> **ASSIGNMENT**
The line containing "pub mod arrangement;" and every line after it, through the end of the records below: repeat them exactly, nothing more.

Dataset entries
= Beginning of Section =

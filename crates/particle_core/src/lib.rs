//! # Particle Core
//!
//! The simulation engine behind particle life: many typed point particles
//! pushing and pulling on each other according to type-pair rules.
//!
//! This crate contains:
//! - Attraction and radius matrices with their generation strategies
//! - The family of force laws that read those matrices
//! - Arrangement generators that populate the particle store
//! - Pairwise force accumulation on a wrapped world
//! - Integration with wraparound and friction
//! - A live matrix editor that is safe to use while ticks run
//!
//! ## Example
//!
//! ```
//! use particle_core::config::AppConfig;
//! use particle_core::matrix::InteractionMatrices;
//! use particle_core::force::ForceLaw;
//! use rand::SeedableRng;
//! use rand_chacha::ChaCha8Rng;
//!
//! let config = AppConfig::default();
//! let mut rng = ChaCha8Rng::seed_from_u64(42);
//! let matrices = InteractionMatrices::generate(config.world.max_types, &config.matrix, &mut rng);
//!
//! // Two particles of the same type, well outside the repel radius, attract.
//! let f = ForceLaw::Default.force(25.0, 3, 3, &matrices, &config.force_params());
//! assert!(f > 0.0);
//! ```

/// Pairwise force accumulation with mirror images
pub mod accumulator;
/// Initial particle layouts
pub mod arrangement;
/// Configuration management for simulation parameters
pub mod config;
/// Live matrix edits with snapshot publishing
pub mod editor;
/// Error types
pub mod error;
/// Force laws and the per-type law table
pub mod force;
/// Velocity and position integration
pub mod integrator;
/// Attraction and radius matrices
pub mod matrix;
/// Performance metrics collection and logging
pub mod metrics;

pub use accumulator::{ForceField, PointAttractor};
pub use config::AppConfig;
pub use editor::{EditOp, MatrixEditor, MatrixHandle};
pub use error::{Result, SimError};
pub use force::{ForceLaw, ForceLawTable, ForceParams};
pub use integrator::Motion;
pub use matrix::{InteractionMatrices, TypeMatrix};
pub use metrics::{init_logging, Metrics};
pub use particle_data::Particle;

= End of Section =

> **RESULT**
pub mod arrangement;
/// Configuration management for simulation parameters
pub mod config;
/// Live matrix edits with snapshot publishing
pub mod editor;
/// Error types
pub mod error;
/// Force laws and the per-type law table
pub mod force;
/// Velocity and position integration
pub mod integrator;
/// Attraction and radius matrices
pub mod matrix;
/// Performance metrics collection and logging
pub mod metrics;

pub use accumulator::{ForceField, PointAttractor};
pub use config::AppConfig;
pub use editor::{EditOp, MatrixEditor, MatrixHandle};
pub use error::{Result, SimError};
pub use force::{ForceLaw, ForceLawTable, ForceParams};
pub use integrator::Motion;
pub use matrix::{InteractionMatrices, TypeMatrix};
pub use metrics::{init_logging, Metrics};
pub use particle_data::Particle;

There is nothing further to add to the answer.